1Git does store tree entries, which could work as a flag by which to save empty directories, but other parts of Git combine in strange ways to make this whole concept fail.
Git is built around the concept of commits
As we noted above, what Git stores, fundamentally, is the commit. A commit is a complete, mostly-standalone snapshot of some set of files, which Git calls blobs. (This deliberately ignores submodules and symbolic links, but they're stored as blobs as well, using tree entries of a type that distinguishes them from plain files.) I say "mostly-standalone" because each commit records some number of parent commit hash IDs, though most commonly, just one. A commit that stores three parent hash IDs depends on those three parent commits' existence: a repository that's missing the three parents is somehow incomplete.2 The parent linkage is not important for this particular application, but it's good to know how this works.
There is, though, one particularly difficult event in the life a commit: creating it. Once a commit is created, it is read-only. It has a unique hash ID, determined solely by the commit's content (including all its parent hash IDs). But what files go into a commit? This is the key question and is where .gitignore eventually comes into the picture.

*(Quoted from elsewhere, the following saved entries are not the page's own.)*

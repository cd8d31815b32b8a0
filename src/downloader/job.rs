//! Download job structures and status tracking

use crate::downloader::config::DownloadConfig;
use crate::DownloadMode;
use serde::{Deserialize, Serialize};
use std::fmt;

/// A single download request
#[derive(Debug, Clone, Serialize, Deserialize)]
pub struct DownloadJob {
    /// Series or chapter URL to download
    pub target_url: String,
    /// Whole series or only the targeted chapter
    pub mode: DownloadMode,
    /// Configuration snapshot taken at creation
    pub config: DownloadConfig,
    /// Current job status
    #[serde(default)]
    pub status: JobStatus,
    /// Job progress tracking
    #[serde(default)]
    pub progress: JobProgress,
}

impl DownloadJob {
    /// Create a pending job
    pub fn new(target_url: impl Into<String>, mode: DownloadMode, config: DownloadConfig) -> Self {
        Self {
            target_url: target_url.into(),
            mode,
            config,
            status: JobStatus::Pending,
            progress: JobProgress::default(),
        }
    }

    /// Validate job parameters
    pub fn validate(&self) -> Result<(), String> {
        if self.target_url.trim().is_empty() {
            return Err("Target URL cannot be empty".to_string());
        }
        self.config.validate()
    }
}

/// Job execution status
#[derive(Debug, Clone, Copy, PartialEq, Eq, Serialize, Deserialize, Default)]
#[serde(rename_all = "snake_case")]
pub enum JobStatus {
    /// Job has not started yet
    #[default]
    Pending,
    /// Looking up the connector
    Resolving,
    /// Describing the series and listing pages
    Expanding,
    /// Pages are being fetched
    Running,
    /// Verifying output and writing the manifest
    Finalizing,
    /// Every page was written
    Completed,
    /// Finished with failures, or failed before running
    Failed,
    /// Stopped by a signal or time budget
    Cancelled,
}

impl JobStatus {
    /// Whether the job has reached a terminal state
    pub fn is_terminal(&self) -> bool {
        matches!(
            self,
            JobStatus::Completed | JobStatus::Failed | JobStatus::Cancelled
        )
    }
}

impl fmt::Display for JobStatus {
    fn fmt(&self, f: &mut fmt::Formatter<'_>) -> fmt::Result {
        let s = match self {
            JobStatus::Pending => "pending",
            JobStatus::Resolving => "resolving",
            JobStatus::Expanding => "expanding",
            JobStatus::Running => "running",
            JobStatus::Finalizing => "finalizing",
            JobStatus::Completed => "completed",
            JobStatus::Failed => "failed",
            JobStatus::Cancelled => "cancelled",
        };
        write!(f, "{s}")
    }
}

/// Page tally for a job
///
/// Counters only grow. `succeeded + failed` never exceeds `total`; skipped
/// pages are already included in `succeeded`.
#[derive(Debug, Clone, Copy, PartialEq, Eq, Serialize, Deserialize, Default)]
pub struct JobProgress {
    /// Pages planned
    pub total: u64,
    /// Pages on disk (fetched or reused)
    pub succeeded: u64,
    /// Pages that failed
    pub failed: u64,
    /// Pages reused from a previous run
    pub skipped: u64,
}

impl JobProgress {
    /// Progress for `total` planned pages
    pub fn with_total(total: u64) -> Self {
        Self {
            total,
            ..Self::default()
        }
    }

    /// Pages that reached a final state
    pub fn finished(&self) -> u64 {
        self.succeeded + self.failed
    }

    /// Pages not yet finished
    pub fn remaining(&self) -> u64 {
        self.total.saturating_sub(self.finished())
    }

    /// Calculate download percentage (0.0 to 100.0)
    pub fn percentage(&self) -> f64 {
        if self.total == 0 {
            100.0
        } else {
            (self.finished() as f64 / self.total as f64) * 100.0
        }
    }

    /// Check if every planned page finished
    pub fn is_complete(&self) -> bool {
        self.finished() >= self.total
    }
}
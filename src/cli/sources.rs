//! CLI command for listing registered connectors

use crate::registry::ConnectorRegistry;
use clap::Args;
use serde_json::json;

use super::{Cli, CliError, OutputFormat};

/// Sources subcommand
#[derive(Debug, Args)]
pub struct SourcesCommand {
    /// Only show connectors serving this host (subdomains match)
    #[arg(long)]
    pub host: Option<String>,
}

impl SourcesCommand {
    /// Execute the sources command
    pub fn execute(&self, cli: &Cli, registry: &ConnectorRegistry) -> Result<(), CliError> {
        let connectors: Vec<(String, Vec<String>)> = match &self.host {
            Some(host) => {
                let url = format!("https://{}/", host.trim().trim_end_matches('/'));
                match registry.resolve(&url) {
                    Ok(handle) => registry
                        .connectors()
                        .into_iter()
                        .filter(|(name, _)| name == handle.name())
                        .collect(),
                    Err(crate::registry::RegistryError::UnsupportedSite(_)) => Vec::new(),
                    Err(e) => return Err(e.into()),
                }
            }
            None => registry.connectors(),
        };

        match cli.output_format {
            OutputFormat::Json => {
                let listing: Vec<_> = connectors
                    .iter()
                    .map(|(name, domains)| json!({ "name": name, "domains": domains }))
                    .collect();
                println!("{}", json!(listing));
            }
            OutputFormat::Human => {
                if connectors.is_empty() {
                    println!("No connectors registered.");
                    return Ok(());
                }
                println!("Found {} connector(s):\n", connectors.len());
                for (name, domains) in &connectors {
                    println!("{name} | {}", domains.join(", "));
                }
            }
        }

        Ok(())
    }
}
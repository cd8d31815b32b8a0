//! Unit tests for CLI argument parsing

use clap::Parser;
use comic_downloader::cli::{Cli, Commands, OutputFormat};
use comic_downloader::DownloadMode;
use std::time::Duration;

#[test]
fn test_cli_defaults() {
    let cli = Cli::parse_from(["comic-downloader", "download", "https://example.com/series/x"]);

    assert_eq!(cli.concurrency, 3);
    assert_eq!(cli.max_retries, 3);
    assert_eq!(cli.delay_ms, 1000);
    assert_eq!(cli.output_format, OutputFormat::Human);
    assert!(!cli.overwrite);

    let Commands::Download(args) = &cli.command else {
        panic!("expected download command");
    };
    assert_eq!(args.mode, DownloadMode::WholeSeries);

    let config = cli.download_config();
    assert!(config.headless);
    assert_eq!(config.time_budget, None);
    assert_eq!(config.request_timeout, Duration::from_secs(60));
}

#[test]
fn test_cli_single_chapter_mode() {
    let cli = Cli::parse_from([
        "comic-downloader",
        "--output-format",
        "json",
        "download",
        "https://example.com/series/x/chapter-3",
        "--mode",
        "single-chapter",
        "--overwrite",
    ]);

    assert_eq!(cli.output_format, OutputFormat::Json);
    assert!(cli.overwrite);
    let Commands::Download(args) = &cli.command else {
        panic!("expected download command");
    };
    assert_eq!(args.mode, DownloadMode::SingleChapter);
}

#[test]
fn test_cli_rejects_out_of_range_values() {
    assert!(Cli::try_parse_from(["comic-downloader", "--concurrency", "0", "sources"]).is_err());
    assert!(Cli::try_parse_from(["comic-downloader", "--max-retries", "50", "sources"]).is_err());
    assert!(Cli::try_parse_from(["comic-downloader", "download", "x", "--mode", "volume"]).is_err());
}

#[test]
fn test_cli_verify_command() {
    let cli = Cli::parse_from(["comic-downloader", "verify", "downloads/Demo Series"]);
    let Commands::Verify(cmd) = &cli.command else {
        panic!("expected verify command");
    };
    assert_eq!(cmd.series_dir, std::path::PathBuf::from("downloads/Demo Series"));
}
//! Resume capability for download jobs
//!
//! Pages already on disk are detected by the storage writer; the run manifest
//! adds the recorded size of every page so truncated files are fetched again.

pub mod manifest;

pub use manifest::{
    ManifestChapter, ManifestError, ManifestPage, ManifestVerification, PageStatus, RunManifest,
    MANIFEST_FILE_NAME,
};
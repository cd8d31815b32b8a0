//! Atomic page writer
//!
//! Bytes are written to a temporary file inside the destination directory,
//! flushed and fsynced, then renamed over the final path. A [`StagedWrite`]
//! that is dropped without [`StagedWrite::commit`] removes its temp file, so
//! a crash or cancellation never leaves a partial page at a final path.
//! Temp files orphaned by a killed process are swept before the next run.

use std::fs::{self, File};
use std::io::{Read, Write};
use std::path::{Path, PathBuf};
use tempfile::NamedTempFile;
use tracing::{debug, warn};

use super::path::IMAGE_EXTENSIONS;
use super::{sync_directory, StorageError, StorageResult};
use crate::downloader::unit::PageDestination;

/// Bytes inspected when checking whether a file is an HTML page
const SNIFF_LEN: usize = 512;

/// Suffix of staged page files
const PART_SUFFIX: &str = ".part";

/// Opening tags that mark an HTML document
const HTML_PREFIXES: [&[u8]; 7] = [
    b"<!doctype html",
    b"<html",
    b"<head",
    b"<body",
    b"<title",
    b"<meta",
    b"<script",
];

/// Whether a payload looks like an HTML document rather than an image
///
/// Only HTML opening tags count; XML-based images such as SVG start with
/// `<` too and are accepted.
pub fn looks_like_html(bytes: &[u8]) -> bool {
    let head = bytes
        .strip_prefix(&[0xEF, 0xBB, 0xBF])
        .unwrap_or(bytes)
        .iter()
        .skip_while(|b| b.is_ascii_whitespace())
        .take(SNIFF_LEN)
        .map(u8::to_ascii_lowercase)
        .collect::<Vec<u8>>();
    HTML_PREFIXES.iter().any(|tag| head.starts_with(tag))
}

/// A page written to a temp file but not yet visible at its final path
#[derive(Debug)]
pub struct StagedWrite {
    temp: NamedTempFile,
    final_path: PathBuf,
    bytes: u64,
}

impl StagedWrite {
    /// Path the page will have after commit
    pub fn final_path(&self) -> &Path {
        &self.final_path
    }

    /// Atomically move the staged page into place
    pub fn commit(self) -> StorageResult<(PathBuf, u64)> {
        let final_path = self.final_path;
        self.temp
            .persist(&final_path)
            .map_err(|e| StorageError::io(&final_path, "persist", e.error))?;

        if let Some(parent) = final_path.parent() {
            sync_directory(parent);
            remove_stale_siblings(&final_path);
        }

        Ok((final_path, self.bytes))
    }
}

/// Drop page files left under the same stem with a different extension
fn remove_stale_siblings(final_path: &Path) {
    let (Some(parent), Some(stem), Some(ext)) = (
        final_path.parent(),
        final_path.file_stem().and_then(|s| s.to_str()),
        final_path.extension().and_then(|s| s.to_str()),
    ) else {
        return;
    };

    for other in IMAGE_EXTENSIONS.iter().filter(|e| **e != ext) {
        let sibling = parent.join(format!("{stem}.{other}"));
        if sibling.is_file() {
            if let Err(e) = fs::remove_file(&sibling) {
                warn!(path = %sibling.display(), error = %e, "Failed to remove stale page");
            }
        }
    }
}

/// Writes pages under the output root
#[derive(Debug, Clone, Default)]
pub struct StorageWriter;

impl StorageWriter {
    /// Create a writer
    pub fn new() -> Self {
        Self
    }

    /// Write `bytes` to a temp file next to the destination
    pub fn stage(
        &self,
        destination: &PageDestination,
        extension: &str,
        bytes: &[u8],
    ) -> StorageResult<StagedWrite> {
        let dir = &destination.directory;
        fs::create_dir_all(dir).map_err(|e| StorageError::io(dir, "create directory", e))?;

        let mut temp = tempfile::Builder::new()
            .prefix(&format!(".{}.", destination.stem))
            .suffix(PART_SUFFIX)
            .tempfile_in(dir)
            .map_err(|e| StorageError::io(dir, "create temp file", e))?;

        temp.write_all(bytes)
            .map_err(|e| StorageError::io(temp.path(), "write", e))?;
        temp.flush()
            .map_err(|e| StorageError::io(temp.path(), "flush", e))?;
        temp.as_file()
            .sync_all()
            .map_err(|e| StorageError::io(temp.path(), "sync", e))?;

        Ok(StagedWrite {
            temp,
            final_path: destination.path_with_extension(extension),
            bytes: bytes.len() as u64,
        })
    }

    /// Remove staged temp files left in `dir` by an interrupted run
    ///
    /// Returns how many were removed. A missing directory has nothing to sweep.
    pub fn sweep_partials(&self, dir: &Path) -> usize {
        let Ok(entries) = fs::read_dir(dir) else {
            return 0;
        };

        let mut removed = 0;
        for entry in entries.flatten() {
            let name = entry.file_name();
            let Some(name) = name.to_str() else {
                continue;
            };
            if !name.starts_with('.') || !name.ends_with(PART_SUFFIX) {
                continue;
            }
            if !entry.file_type().is_ok_and(|t| t.is_file()) {
                continue;
            }
            match fs::remove_file(entry.path()) {
                Ok(()) => removed += 1,
                Err(e) => {
                    warn!(path = %entry.path().display(), error = %e, "Failed to remove partial page")
                }
            }
        }
        if removed > 0 {
            debug!(dir = %dir.display(), removed, "Swept partial pages");
        }
        removed
    }

    /// Stage and commit in one step
    pub fn write_sync(
        &self,
        destination: &PageDestination,
        extension: &str,
        bytes: &[u8],
    ) -> StorageResult<(PathBuf, u64)> {
        let staged = self.stage(destination, extension, bytes)?;
        let result = staged.commit()?;
        debug!(path = %result.0.display(), bytes = result.1, "Page written");
        Ok(result)
    }

    /// Write a page without blocking the async runtime
    pub async fn write(
        &self,
        destination: PageDestination,
        extension: &'static str,
        bytes: Vec<u8>,
    ) -> StorageResult<(PathBuf, u64)> {
        let writer = self.clone();
        tokio::task::spawn_blocking(move || writer.write_sync(&destination, extension, &bytes))
            .await
            .map_err(|e| StorageError::TaskFailed(e.to_string()))?
    }

    /// Find a sane page file already at `destination`
    ///
    /// A file qualifies when it has a known image extension, is non-empty,
    /// does not start like an HTML page and, when `expected_size` is given,
    /// has exactly that size.
    pub fn find_existing(
        &self,
        destination: &PageDestination,
        expected_size: Option<u64>,
    ) -> Option<(PathBuf, u64)> {
        IMAGE_EXTENSIONS.iter().find_map(|ext| {
            let path = destination.path_with_extension(ext);
            let size = fs::metadata(&path).ok().filter(|m| m.is_file())?.len();
            if size == 0 || expected_size.is_some_and(|expected| expected != size) {
                return None;
            }
            if file_looks_like_html(&path) {
                return None;
            }
            Some((path, size))
        })
    }
}

fn file_looks_like_html(path: &Path) -> bool {
    let mut head = Vec::with_capacity(SNIFF_LEN);
    match File::open(path) {
        Ok(file) => {
            if file.take(SNIFF_LEN as u64).read_to_end(&mut head).is_err() {
                return true;
            }
            looks_like_html(&head)
        }
        Err(_) => true,
    }
}
//! # Comic Downloader Library
//!
//! Download orchestration for comic and manga sites. Site-specific extraction
//! lives in connectors; this crate resolves a target URL to a content tree,
//! schedules rate-limited concurrent page fetches and writes a complete,
//! resumable and verifiable directory tree.
//!
//! ## Features
//!
//! - **Pluggable Connectors**: Sites implement [`connector::Connector`] and are
//!   registered by domain in a [`registry::ConnectorRegistry`]
//! - **Rate Limiting**: Minimum spacing between requests per connector
//! - **Bounded Concurrency**: A small worker pool with retry and backoff
//! - **Resume Capability**: Pages already on disk are skipped on the next run
//! - **Atomic Output**: Pages are written to a temp file and renamed into place
//! - **Run Reports**: Per-chapter counts and a list of failed pages
//!
//! ## Quick Start
//!
//! ```no_run
//! use comic_downloader::downloader::{DownloadConfig, DownloadExecutor, DownloadJob};
//! use comic_downloader::registry::ConnectorRegistry;
//! use comic_downloader::DownloadMode;
//!
//! # async fn example() -> Result<(), Box<dyn std::error::Error>> {
//! let registry = ConnectorRegistry::builder().build();
//! let executor = DownloadExecutor::new(registry.into());
//!
//! let job = DownloadJob::new(
//!     "https://truyenqqno.com/truyen-tranh/onepunch-man-244",
//!     DownloadMode::WholeSeries,
//!     DownloadConfig::default(),
//! );
//! let report = executor.execute(job).await?;
//! println!("{} pages written", report.totals.succeeded);
//! # Ok(())
//! # }
//! ```
//!
//! ## Architecture
//!
//! - [`registry`] - Domain → connector lookup
//! - [`connector`] - Capability contract consumed from site modules
//! - [`fetcher`] - Transport used to retrieve page bytes
//! - [`downloader`] - Job state machine, worker pool and rate limiting
//! - [`output`] - Path layout and atomic storage writer
//! - [`resume`] - Run manifest persisted next to the downloaded pages

#![warn(missing_docs)]
#![warn(clippy::all)]

use serde::{Deserialize, Serialize};
use std::fmt;
use std::str::FromStr;

/// CLI command implementations
pub mod cli;

/// Connector capability interface
pub mod connector;

/// Download orchestration
pub mod downloader;

/// Page transport
pub mod fetcher;

/// Metrics collection
pub mod metrics;

/// Output layout and storage writer
pub mod output;

/// Domain registry of connectors
pub mod registry;

/// Run manifest for resume and verification
pub mod resume;

/// Graceful shutdown coordination shared across modules
pub mod shutdown;

pub use connector::{Connector, ConnectorError, ConnectorHandle};
pub use downloader::{DownloadConfig, DownloadExecutor, DownloadJob, RunReport};
pub use registry::ConnectorRegistry;

/// A comic series as described by a connector.
#[derive(Debug, Clone, Serialize, Deserialize, PartialEq)]
pub struct Series {
    /// Site-assigned id or the landing URL
    pub id: String,
    /// Display title
    pub title: String,
    /// Landing page URL
    pub url: String,
    /// Chapters in the site's presentation order
    pub chapters: Vec<Chapter>,
}

impl Series {
    /// Build a series, stamping every chapter with its 1-based position and a
    /// back-reference to this series.
    pub fn new(
        id: impl Into<String>,
        title: impl Into<String>,
        url: impl Into<String>,
        chapters: Vec<Chapter>,
    ) -> Self {
        let mut series = Self {
            id: id.into(),
            title: title.into(),
            url: url.into(),
            chapters,
        };
        series.renumber();
        series
    }

    /// Number chapters by their position in `chapters` and point them back at
    /// this series. Connector-assigned positions are not trusted.
    pub fn renumber(&mut self) {
        for (i, chapter) in self.chapters.iter_mut().enumerate() {
            chapter.index = i + 1;
            chapter.series_id.clone_from(&self.id);
        }
    }

    /// Find a chapter by its URL, ignoring a trailing slash and fragment.
    pub fn chapter_by_url(&self, url: &str) -> Option<&Chapter> {
        let wanted = normalize_url(url);
        self.chapters.iter().find(|c| normalize_url(&c.url) == wanted)
    }

    /// Validate the content tree returned by a connector
    pub fn validate(&self) -> Result<(), String> {
        if self.title.trim().is_empty() {
            return Err("Series title cannot be empty".to_string());
        }

        if self.chapters.is_empty() {
            return Err(format!("Series '{}' has no chapters", self.title));
        }

        Ok(())
    }
}

/// A chapter of a series.
#[derive(Debug, Clone, Serialize, Deserialize, PartialEq)]
pub struct Chapter {
    /// Site-assigned chapter id
    pub id: String,
    /// Display title (e.g. "Chapter 12 - The Return")
    pub title: String,
    /// Chapter reader URL
    pub url: String,
    /// 1-based position within the series, assigned by [`Series::renumber`]
    #[serde(default)]
    pub index: usize,
    /// Id of the owning series
    #[serde(default)]
    pub series_id: String,
    /// Page image URLs in reading order; `None` when they must be listed lazily
    #[serde(default)]
    pub pages: Option<Vec<String>>,
}

impl Chapter {
    /// Create a chapter whose pages will be listed lazily
    pub fn new(id: impl Into<String>, title: impl Into<String>, url: impl Into<String>) -> Self {
        Self {
            id: id.into(),
            title: title.into(),
            url: url.into(),
            index: 0,
            series_id: String::new(),
            pages: None,
        }
    }

    /// Attach an eagerly extracted page list
    pub fn with_pages(mut self, pages: Vec<String>) -> Self {
        self.pages = Some(pages);
        self
    }
}

/// What part of a series a job downloads.
#[derive(Debug, Clone, Copy, PartialEq, Eq, Serialize, Deserialize, Default)]
#[serde(rename_all = "kebab-case")]
pub enum DownloadMode {
    /// Only the chapter the target URL points at
    SingleChapter,
    /// Every chapter of the series
    #[default]
    WholeSeries,
}

impl fmt::Display for DownloadMode {
    fn fmt(&self, f: &mut fmt::Formatter<'_>) -> fmt::Result {
        let s = match self {
            DownloadMode::SingleChapter => "single-chapter",
            DownloadMode::WholeSeries => "whole-series",
        };
        write!(f, "{s}")
    }
}

impl FromStr for DownloadMode {
    type Err = String;

    fn from_str(s: &str) -> Result<Self, Self::Err> {
        match s.to_lowercase().as_str() {
            "single-chapter" | "chapter" => Ok(DownloadMode::SingleChapter),
            "whole-series" | "series" => Ok(DownloadMode::WholeSeries),
            _ => Err(format!(
                "Invalid download mode: {s}. Valid options: single-chapter, whole-series"
            )),
        }
    }
}

fn normalize_url(url: &str) -> &str {
    let url = url.split('#').next().unwrap_or(url);
    url.trim_end_matches('/')
}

2This is the essence of a shallow clone. A clone that is not shallow (and hence is complete) starts with the tip commits of each branch (and any tagged commits or annotated tag objects). These commits (or annotated tag objects) point back to earlier, ancestor, commits through their parent hash IDs. Since the repository is complete, those objects exist as well; they contain their parent hash IDs, and those commit objects exist, and so on. The whole process stops only when we reach some commit(s) that have no parent. Usually this is the first commit ever made, which obviously can't have a parent. Such a commit is called a root commit, and in any non-empty but complete repository, there is always at least one root commit.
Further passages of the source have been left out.